In journalism the question 'what does the reader actually want to read' has never had a clean answer. The 2010s analytics boom offered the illusion of one — pageviews, social shares, dwell time — but editors quickly learned those signals mislead. At Mediaorigo we have spent three years building a feedback loop that is deliberately conservative. Here is what we learned.
The three signals we collect
Dwell time — how long a visitor spent on the article, adjusted for scroll position and tab activity (an article left open in another tab is not an article being read). We measure plausibility with an 'average reading speed plus natural pauses' model — a 600-word article should hold 2:15 to 3:45 minutes; significantly less is scanning, significantly more is multitasking.
Scroll depth — how far into the article the reader got. The simple version is uninteresting; we added scroll-pause as a distinct event (5+ seconds parked on a paragraph), and scroll-pause has become a much stronger indicator of engaged reading than depth alone.
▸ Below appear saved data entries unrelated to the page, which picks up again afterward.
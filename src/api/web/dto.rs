use serde::{Deserialize, Serialize};

use crate::model::{ProductModel, ProductModelError};

#[derive(Deserialize)]
#[serde(untagged)]
pub enum ProductPriceReqDto {
    // decimal string is preferred, plain JSON number is accepted as well
    Text(String),
    Number(serde_json::Number),
}

#[derive(Deserialize)]
pub struct ProductCreateReqDto {
    pub title: String,
    pub description: Option<String>,
    pub price: ProductPriceReqDto,
    pub image: Option<String>,
    pub quantity: Option<u32>,
}

#[derive(Deserialize)]
#[serde(untagged)]
pub enum ProductCreateReqBody {
    Single(ProductCreateReqDto),
    Batch(Vec<ProductCreateReqDto>),
}

#[derive(Serialize, Deserialize, Debug)]
pub struct ProductDto {
    pub id: u64,
    pub title: String,
    pub description: String,
    // decimal in string form, e.g. `29990.00`
    pub price: String,
    pub image: String,
    pub quantity: u32,
}

#[derive(Serialize, Deserialize, Debug)]
pub enum ProductErrorReason {
    EmptyTitle,
    InvalidPrice,
    NegativePrice,
    EmptyBatch,
}

#[derive(Serialize, Deserialize, Debug)]
pub struct ProductCreateErrorDto {
    // position of the item within the request batch
    pub index: usize,
    pub reason: ProductErrorReason,
}

#[derive(Deserialize)]
pub struct OrderCreateQueryDto {
    pub quantity: Option<u32>,
}

impl From<ProductModel> for ProductDto {
    fn from(value: ProductModel) -> Self {
        let ProductModel {
            id,
            title,
            description,
            price,
            image,
            quantity,
        } = value;
        Self {
            id,
            title,
            description,
            price: price.to_string(),
            image,
            quantity,
        }
    }
}

impl From<(usize, ProductModelError)> for ProductCreateErrorDto {
    fn from(value: (usize, ProductModelError)) -> Self {
        let (index, e) = value;
        let reason = match e {
            ProductModelError::EmptyTitle => ProductErrorReason::EmptyTitle,
            ProductModelError::NegativePrice(_) => ProductErrorReason::NegativePrice,
            ProductModelError::InvalidPrice(_)
            | ProductModelError::ZeroQuantity
            | ProductModelError::AmountOverflow { .. } => ProductErrorReason::InvalidPrice,
        };
        Self { index, reason }
    }
}
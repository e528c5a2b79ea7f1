use rust_decimal::Decimal;

use storefront::model::{LowStockAlertModel, ProductModel};

#[test]
fn compose_low_stock_alert() {
    let product = ProductModel {
        id: 3,
        title: "Mechanical Keyboard".to_string(),
        description: String::new(),
        price: Decimal::new(459900, 2),
        image: String::new(),
        quantity: 2,
    };
    let recipients = vec!["admin@nexusstock.com".to_string()];
    let msg = LowStockAlertModel::compose(&product, "alert@nexusstock.com", &recipients);
    assert_eq!(msg.sender.as_str(), "alert@nexusstock.com");
    assert_eq!(msg.recipients, recipients);
    assert_eq!(
        msg.subject.as_str(),
        "URGENT: Low Stock Alert - Mechanical Keyboard"
    );
    assert!(msg.body.starts_with("Stock Low for Mechanical Keyboard!"));
    assert!(msg.body.contains("Current Quantity: 2"));
}
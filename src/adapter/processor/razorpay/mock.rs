use std::boxed::Box;
use std::result::Result;
use std::sync::Arc;

use async_trait::async_trait;
use chrono::Local;
use serde_json::json;

use storefront_common::confidentiality::AbstractConfidentiality;

use super::resources::{CreateOrder, RazorpaySecret};
use super::{load_secret, verify_hmac_signature, AbstRazorpayContext};
use crate::adapter::processor::AppProcessorErrorReason;
use crate::model::ProductModel;

// Gateway stand-in for local demo and tests, orders never leave the process
// but webhook signatures are checked with the configured secret.
pub(crate) struct MockProcessorRazorpayCtx {
    secret: RazorpaySecret,
}

impl MockProcessorRazorpayCtx {
    pub(crate) fn try_build(
        confidential_path: &str,
        cfdntl: Arc<Box<dyn AbstractConfidentiality>>,
    ) -> Result<Box<dyn AbstRazorpayContext>, AppProcessorErrorReason> {
        let secret = load_secret(confidential_path, cfdntl)?;
        Ok(Box::new(Self { secret }))
    }
}

#[async_trait]
impl AbstRazorpayContext for MockProcessorRazorpayCtx {
    async fn create_order(
        &self,
        product: &ProductModel,
        quantity: u32,
    ) -> Result<Vec<u8>, AppProcessorErrorReason> {
        let req = CreateOrder::try_new(product, quantity)?;
        let now = Local::now();
        let order = json!({
            "id": format!("order_mock{}", now.timestamp_millis()),
            "entity": "order",
            "amount": req.amount,
            "amount_paid": 0,
            "amount_due": req.amount,
            "currency": req.currency,
            "receipt": req.receipt,
            "status": "created",
            "attempts": 0,
            "notes": req.notes,
            "created_at": now.timestamp(),
        });
        serde_json::to_vec(&order)
            .map_err(|e| AppProcessorErrorReason::Remote(500, e.to_string()))
    }

    fn verify_webhook(
        &self,
        payload: &[u8],
        signature: &str,
    ) -> Result<(), AppProcessorErrorReason> {
        verify_hmac_signature(self.secret.webhook_secret.as_str(), payload, signature)
    }
}
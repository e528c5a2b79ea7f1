pub mod adapter;
pub mod confidentiality;
pub mod config;
pub mod constant;
pub mod error;
pub mod logging;

use std::sync::Arc;

pub type WebApiPath = String;
pub(crate) type AppLogAlias = Arc<String>;
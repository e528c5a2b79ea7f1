mod in_mem;
mod mariadb;

use std::boxed::Box;
use std::result::Result;
use std::sync::Arc;

use async_trait::async_trait;

use storefront_common::error::AppErrorCode;

use crate::model::ProductModel;

use self::in_mem::InMemProductRepo;
use self::mariadb::MariadbProductRepo;
use super::datastore::{AppDStoreError, AppDataStoreContext};

#[derive(Debug)]
pub enum AppRepoErrorFnLabel {
    InitProductRepo,
    FetchAllProducts,
    FetchProduct,
    CreateProducts,
    ApplySale,
    Restock,
}

#[derive(Debug)]
pub enum AppRepoErrorDetail {
    DataStore(AppDStoreError),
    DatabaseTxStart(String),
    DatabaseTxCommit(String),
    DatabaseQuery(String),
    DatabaseExec(String),
    DataRowParse(String),
    Unknown,
}

#[derive(Debug)]
pub struct AppRepoError {
    pub fn_label: AppRepoErrorFnLabel,
    pub code: AppErrorCode,
    pub detail: AppRepoErrorDetail,
}

/// Outcome of a stock deduction attempted within a single locked
/// read-modify-write on one product row.
#[derive(Debug, PartialEq)]
pub enum AppStockDeductResult {
    Sold(ProductModel),
    Insufficient { on_hand: u32, requested: u32 },
    ProductNotExist,
}

#[async_trait]
pub trait AbstractProductRepo: Sync + Send {
    /// full catalog ordered by product id
    async fn fetch_all(&self) -> Result<Vec<ProductModel>, AppRepoError>;

    async fn fetch(&self, id: u64) -> Result<Option<ProductModel>, AppRepoError>;

    /// Save new products, the store assigns their ids. Returned list keeps
    /// the same order as the input.
    async fn create(&self, items: Vec<ProductModel>) -> Result<Vec<ProductModel>, AppRepoError>;

    async fn deduct_stock(
        &self,
        id: u64,
        quantity: u32,
    ) -> Result<AppStockDeductResult, AppRepoError>;

    async fn restock(&self, id: u64, level: u32) -> Result<Option<ProductModel>, AppRepoError>;
}

pub async fn app_repo_product(
    dstore: Arc<AppDataStoreContext>,
) -> Result<Box<dyn AbstractProductRepo>, AppRepoError> {
    let out: Box<dyn AbstractProductRepo> = if let Some(m) = dstore.in_mem() {
        Box::new(InMemProductRepo::new(m))
    } else {
        Box::new(MariadbProductRepo::new(dstore)?)
    };
    Ok(out)
}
Share-with-quote — the reader highlighted a sentence or paragraph and shared it. This event is rare but carries very high signal value: the reader is telling us, in effect, 'this is the point of the article as I see it'.
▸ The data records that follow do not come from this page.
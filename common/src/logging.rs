use std::collections::HashMap;
use std::io::stderr;
use std::path::Path;

use tracing::dispatcher::Dispatch;
use tracing_appender::non_blocking::{NonBlocking, WorkerGuard};
use tracing_appender::rolling::{RollingFileAppender, Rotation as FileRotation};
use tracing_subscriber::filter::LevelFilter;
use tracing_subscriber::fmt::Layer as FmtLayer;
use tracing_subscriber::prelude::__tracing_subscriber_SubscriberExt;
use tracing_subscriber::{Layer as LayerIntf, Registry};

use crate::config::{AppBasepathCfg, AppLogHandlerCfg, AppLoggerCfg, AppLoggingCfg};
use crate::constant::logging::{Destination, Level, Rotation};
use crate::AppLogAlias;

pub type AppLogLevel = Level;

const MODPATH_SEPARATOR: &str = "::";
const FALLBACK_LOGFILE_NAME: &str = "storefront.log";

// converting to `tracing` level, note the ordering there is
// TRACE > DEBUG > INFO > WARN > ERROR
#[macro_export]
macro_rules! to_3rdparty_level {
    ($lvlin:expr) => {
        match $lvlin {
            $crate::logging::AppLogLevel::FATAL | $crate::logging::AppLogLevel::ERROR => {
                tracing::Level::ERROR
            }
            $crate::logging::AppLogLevel::WARNING => tracing::Level::WARN,
            $crate::logging::AppLogLevel::INFO => tracing::Level::INFO,
            $crate::logging::AppLogLevel::DEBUG => tracing::Level::DEBUG,
            $crate::logging::AppLogLevel::TRACE => tracing::Level::TRACE,
        }
    };
}

struct HandlerWriter {
    writer: NonBlocking,
    min_level: tracing::Level,
}

fn open_writer(basepath: &AppBasepathCfg, cfg: &AppLogHandlerCfg) -> (NonBlocking, WorkerGuard) {
    let rpath = match (&cfg.destination, cfg.path.as_ref()) {
        (Destination::LOCALFS, Some(p)) => p.as_str(),
        // file handler without path is rejected at config validation
        (Destination::LOCALFS, None) | (Destination::CONSOLE, _) => {
            return tracing_appender::non_blocking(std::io::stdout());
        }
    };
    let fullpath = Path::new(basepath.system.as_str()).join(rpath);
    let dir = fullpath.parent().unwrap_or(Path::new("."));
    let fname = fullpath
        .file_name()
        .and_then(|f| f.to_str())
        .unwrap_or(FALLBACK_LOGFILE_NAME);
    let rotation = match cfg.rotation {
        Rotation::NEVER => FileRotation::NEVER,
        Rotation::DAILY => FileRotation::DAILY,
        Rotation::HOURLY => FileRotation::HOURLY,
    };
    let appender = RollingFileAppender::new(rotation, dir, fname);
    tracing_appender::non_blocking(appender)
}

fn build_dispatch(cfg: &AppLoggerCfg, writers: &HashMap<AppLogAlias, HandlerWriter>) -> Dispatch {
    let layers = cfg
        .handlers
        .iter()
        .filter_map(|alias| writers.get(alias))
        .map(|hw| {
            // logger-level override takes precedence over the handler's own
            let lvl = match cfg.level.as_ref() {
                Some(l) => to_3rdparty_level!(l),
                None => hw.min_level,
            };
            FmtLayer::new()
                .with_writer(hw.writer.clone())
                .with_file(false)
                .with_line_number(true)
                .with_thread_ids(true)
                .with_target(true)
                .with_filter(LevelFilter::from_level(lvl))
        })
        .collect::<Vec<_>>();
    Dispatch::new(Registry::default().with(layers))
}

/// Named set of log dispatchers, each keyed by a module path. An event
/// emitted from module `a::b::c` goes to the logger `a::b::c` if configured,
/// otherwise to the nearest configured ancestor such as `a::b`.
pub struct AppLogContext {
    dispatchers: HashMap<AppLogAlias, Dispatch>,
    // non-blocking writers stop flushing once their guard is dropped
    _io_guards: Vec<WorkerGuard>,
}

impl AppLogContext {
    pub fn new(basepath: &AppBasepathCfg, cfg: &AppLoggingCfg) -> Self {
        let mut writers = HashMap::new();
        let mut _io_guards = Vec::with_capacity(cfg.handlers.len());
        for hcfg in cfg.handlers.iter() {
            let (writer, guard) = open_writer(basepath, hcfg);
            let hw = HandlerWriter {
                writer,
                min_level: to_3rdparty_level!(&hcfg.min_level),
            };
            writers.insert(hcfg.alias.clone(), hw);
            _io_guards.push(guard);
        }
        let dispatchers = cfg
            .loggers
            .iter()
            .map(|lcfg| (lcfg.alias.clone(), build_dispatch(lcfg, &writers)))
            .collect();
        Self {
            dispatchers,
            _io_guards,
        }
    }

    pub fn get_assigner(&self, modpath: &str) -> Option<&Dispatch> {
        let mut key = modpath;
        loop {
            if let Some(d) = self.dispatchers.get(&key.to_string()) {
                return Some(d);
            }
            let (parent, _child) = key.rsplit_once(MODPATH_SEPARATOR)?;
            key = parent;
        }
    }

    /// last resort for events from a module without any configured logger
    pub fn report_orphan(modpath: &str, msg: std::fmt::Arguments) {
        use std::io::Write;
        let _ = writeln!(stderr(), "[no-logger:{modpath}] {msg}");
    }
} // end of impl AppLogContext

#[macro_export]
macro_rules! app_log_event {
    ( $ctx:ident, $lvl:expr, $($arg:tt)+ ) => {{
        const MOD_PATH: &str = module_path!();
        match $ctx.get_assigner(MOD_PATH) {
            Some(assigner) => {
                const LVL_INNER: tracing::Level = $crate::logging::to_3rdparty_level!($lvl);
                tracing::dispatcher::with_default(assigner, || {
                    tracing::event!(LVL_INNER, $($arg)+);
                });
            }
            None => $crate::logging::AppLogContext::report_orphan(
                MOD_PATH,
                format_args!($($arg)+),
            ),
        }
    }};
}

pub use app_log_event;
pub use to_3rdparty_level;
One signal we do not collect
We do not collect explicit likes. We ran an A/B in 2024 that found 90% of likes arrived from readers who had not reached the bottom of the article — judgments made on the title. The correlation between likes and the returning-reader cohort was effectively zero. Likes are a popularity signal, not a quality signal. The two sometimes agree, often do not.
The signal we trust most
Returning-reader-within-7-days. An article succeeds when at least 12% of its new readers come back for something else on Mediaorigo within a week. We treat that number as our 'I won this reader' quasi-metric. It does not say the article was good; it says readers of this article were more likely to remain readers. That is a finer distinction than it sounds.
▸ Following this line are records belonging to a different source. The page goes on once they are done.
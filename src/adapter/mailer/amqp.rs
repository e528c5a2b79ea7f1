use std::boxed::Box;
use std::result::Result;
use std::sync::Arc;

use async_trait::async_trait;
use chrono::Local;
use deadpool_lapin::{Config as DeadpConfig, Pool, PoolConfig, Runtime, Timeouts as DeadpTimeouts};
use lapin::options::{BasicPublishOptions, ConfirmSelectOptions};
use lapin::protocol::basic::AMQPProperties;
use lapin::publisher_confirm::Confirmation;
use lapin::types::{AMQPValue, FieldTable, LongString};
use lapin::{ConnectionProperties, Error as LapinError};
use serde::{Deserialize, Serialize};

use storefront_common::adapter::rpc::py_celery;
use storefront_common::confidentiality::AbstractConfidentiality;
use storefront_common::config::AppMailAmqpCfg;
use storefront_common::logging::{app_log_event, AppLogContext, AppLogLevel};

use super::{AbstractMailer, AppMailError, AppMailErrorFnLabel, AppMailErrorReason};
use crate::app_meta;
use crate::model::LowStockAlertModel;

#[allow(clippy::upper_case_acronyms)]
#[derive(Deserialize)]
struct SECRET {
    host: String,
    port: u16,
    username: String,
    password: String,
}

// keyword arguments of the remote mail task
#[derive(Serialize)]
struct MailTaskKwargs<'a> {
    sender: &'a str,
    recipients: &'a [String],
    subject: &'a str,
    body: &'a str,
}

struct MailTaskRoute {
    exchange: String,
    routing_key: String,
    durable: bool,
    task_name: String,
}

pub(super) struct AppAmqpMailer {
    _logctx: Arc<AppLogContext>,
    _pool: Pool,
    _route: MailTaskRoute,
    sender: String,
    recipients: Vec<String>,
}

impl From<LapinError> for AppMailErrorReason {
    fn from(value: LapinError) -> Self {
        match value {
            LapinError::IOError(ioe) => Self::SysIo(ioe.kind(), ioe.to_string()),
            LapinError::ChannelsLimitReached => Self::InternalConfig("channel-limit".to_string()),
            LapinError::InvalidChannel(num) => {
                Self::InternalConfig(format!("invalid-channel: {num}"))
            }
            LapinError::InvalidConnectionState(state) => {
                Self::LowLevelConn(format!("conn-state: {:?}", state))
            }
            LapinError::InvalidChannelState(state) => {
                Self::LowLevelConn(format!("channel-state: {:?}", state))
            }
            LapinError::ProtocolError(e) => Self::LowLevelConn(e.to_string()),
            LapinError::MissingHeartbeatError => {
                Self::LowLevelConn("amqp-no-heartbeat".to_string())
            }
            _others => Self::NotSupport,
        }
    }
}

impl AppAmqpMailer {
    pub(super) fn try_build(
        app_cfg: &AppMailAmqpCfg,
        cfdntl: Arc<Box<dyn AbstractConfidentiality>>,
        sender: String,
        recipients: Vec<String>,
        _logctx: Arc<AppLogContext>,
    ) -> Result<Self, AppMailError> {
        let uri = Self::_setup_broker_uri(app_cfg, cfdntl)?;
        let cfg = Self::_setup_lapin_config(app_cfg, uri);
        let _pool = cfg
            .create_pool(Some(Runtime::Tokio1))
            .map_err(|e| Self::_map_err_init(AppMailErrorReason::LowLevelConn(e.to_string())))?;
        let bind = &app_cfg.binding;
        let _route = MailTaskRoute {
            exchange: bind.exchange.clone(),
            routing_key: bind.routing_key.clone(),
            durable: bind.durable,
            task_name: bind.python_celery_task.clone(),
        };
        Ok(Self {
            _logctx,
            _pool,
            _route,
            sender,
            recipients,
        })
    }

    // `deadpool-lapin` only accepts broker URI as formatted string
    fn _setup_broker_uri(
        app_cfg: &AppMailAmqpCfg,
        cfdntl: Arc<Box<dyn AbstractConfidentiality>>,
    ) -> Result<String, AppMailError> {
        let serial = cfdntl
            .try_get_payload(app_cfg.confidential_path.as_str())
            .map_err(|_e| Self::_map_err_init(AppMailErrorReason::InvalidCredential))?;
        let secret = serde_json::from_str::<SECRET>(serial.as_str())
            .map_err(|_e| Self::_map_err_init(AppMailErrorReason::CorruptedCredential))?;
        let out = format!(
            "amqp://{}:{}@{}:{}/{}?channel_max={}&heartbeat={}",
            secret.username,
            secret.password,
            secret.host,
            secret.port,
            app_cfg.attributes.vhost.as_str(),
            app_cfg.attributes.max_channels,
            app_cfg.attributes.timeout_secs,
        );
        Ok(out)
    }

    fn _setup_lapin_config(app_cfg: &AppMailAmqpCfg, uri: String) -> DeadpConfig {
        let timeout_secs = (app_cfg.attributes.timeout_secs as u64) << 2;
        let timeouts = DeadpTimeouts {
            wait: Some(std::time::Duration::new(timeout_secs, 0)),
            create: Some(std::time::Duration::new(timeout_secs, 0)),
            recycle: None,
        };
        let mut poolcfg = PoolConfig::new(app_cfg.max_connections as usize);
        poolcfg.timeouts = timeouts;
        DeadpConfig {
            connection_properties: ConnectionProperties::default(),
            url: Some(uri),
            pool: Some(poolcfg),
        }
    }

    fn convert_confirm_to_error(value: Confirmation) -> Result<(), AppMailErrorReason> {
        let detail = match value {
            // `confirm-select` did not take effect
            Confirmation::NotRequested => Some("amqp-confirm-failure".to_string()),
            Confirmation::Nack(_msg) => Some("amqp-unexpected-nack".to_string()),
            Confirmation::Ack(msg) => msg.map(|r| {
                format!(
                    "acker: {:?}, reply-code: {:?}, reply-detail: {:?}",
                    r.acker, r.reply_code, r.reply_text
                )
            }),
        };
        detail.map_or_else(|| Ok(()), |d| Err(AppMailErrorReason::PublishConfirm(d)))
    }

    fn _map_err_init(reason: AppMailErrorReason) -> AppMailError {
        AppMailError {
            fn_label: AppMailErrorFnLabel::InitCtx,
            reason,
        }
    }
    fn _map_err_send(reason: AppMailErrorReason) -> AppMailError {
        AppMailError {
            fn_label: AppMailErrorFnLabel::Send,
            reason,
        }
    }
} // end of impl AppAmqpMailer

#[async_trait]
impl AbstractMailer for AppAmqpMailer {
    fn sender(&self) -> &str {
        self.sender.as_str()
    }
    fn recipients(&self) -> &[String] {
        &self.recipients
    }

    async fn send(&self, msg: LowStockAlertModel) -> Result<(), AppMailError> {
        let route = &self._route;
        let message = {
            let kwargs = MailTaskKwargs {
                sender: msg.sender.as_str(),
                recipients: &msg.recipients,
                subject: msg.subject.as_str(),
                body: msg.body.as_str(),
            };
            py_celery::serialize_msg_body(kwargs).map_err(|(code, detail)| {
                Self::_map_err_send(AppMailErrorReason::Serialize(code, detail))
            })?
        };
        let now = Local::now().to_utc();
        let task_id = format!(
            "{}.lowstock.{}",
            app_meta::LABEL,
            now.format("%Y%m%d.%H%M%S%.9f")
        );
        let headers = {
            let mut h = FieldTable::default();
            let pairs = [
                ("lang", "py"),
                ("task", route.task_name.as_str()),
                ("id", task_id.as_str()),
            ];
            for (k, v) in pairs {
                h.insert(k.into(), AMQPValue::LongString(LongString::from(v)));
            }
            h
        }; // celery worker looks up the task by header, not by routing key
        let properties = AMQPProperties::default()
            .with_correlation_id(task_id.as_str().into())
            .with_app_id(app_meta::LABEL.into())
            .with_content_encoding("utf-8".into())
            .with_content_type("application/json".into())
            .with_headers(headers)
            .with_delivery_mode(if route.durable { 2 } else { 1 })
            .with_timestamp(now.timestamp() as u64);

        let conn = self
            ._pool
            .get()
            .await
            .map_err(|e| Self::_map_err_send(AppMailErrorReason::LowLevelConn(e.to_string())))?;
        let chn = conn
            .create_channel()
            .await
            .map_err(|e| Self::_map_err_send(e.into()))?;
        chn.confirm_select(ConfirmSelectOptions { nowait: false })
            .await
            .map_err(|e| Self::_map_err_send(e.into()))?;
        // broker returns unroutable message when the routing key goes wrong
        let confirm = chn
            .basic_publish(
                route.exchange.as_str(),
                route.routing_key.as_str(),
                BasicPublishOptions {
                    mandatory: true,
                    immediate: false,
                },
                &message,
                properties,
            )
            .await
            .map_err(|e| Self::_map_err_send(e.into()))?
            .await
            .map_err(|e| Self::_map_err_send(e.into()))?;
        let logctx = &self._logctx;
        app_log_event!(
            logctx,
            AppLogLevel::DEBUG,
            "task-id:{}, publish-confirm: {:?}",
            task_id.as_str(),
            confirm
        );
        Self::convert_confirm_to_error(confirm).map_err(Self::_map_err_send)
    } // end of fn send
} // end of impl AppAmqpMailer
Why we trust it: long horizon, not manipulable by a single click-magnet, and it measures the relationship between reader and publisher rather than the click of the moment.
The signal we trust least
Immediate shares. 70% of shares in the first 60 minutes are context-poor — the sharer has not read past the lede, and the share intent belongs to the sharer (ideological, group-signaling, viral participation), not to the article. This is not a signal of article quality. It is a signal that the title was shareable. The two are not the same.
We do not ignore it — but it does not enter our internal importance index.
Editor's pick versus algorithm's pick
The homepage carries two modules: 'Editor's selection' and 'By reader interest'. The second is algorithmic, generated from the behavioral signals above. The two lists typically overlap 30–40%. We have watched the divergence for six months. The conclusion: we do not want them to converge.
The editor's pick is a significance judgment — pieces the newsroom believes readers should read. The algorithm's pick is an interest judgment — pieces readers, on average, want to read. Showing both side by side is more honest with the reader than blending them into a single ranked feed. The reader knows which is which and can choose.
A good feedback loop does not mean handing the decision to the algorithm. It means a substantive dialogue between editorial judgment and reader behavior, with each knowing its own role. That distinction is the difference between a publication and a feed.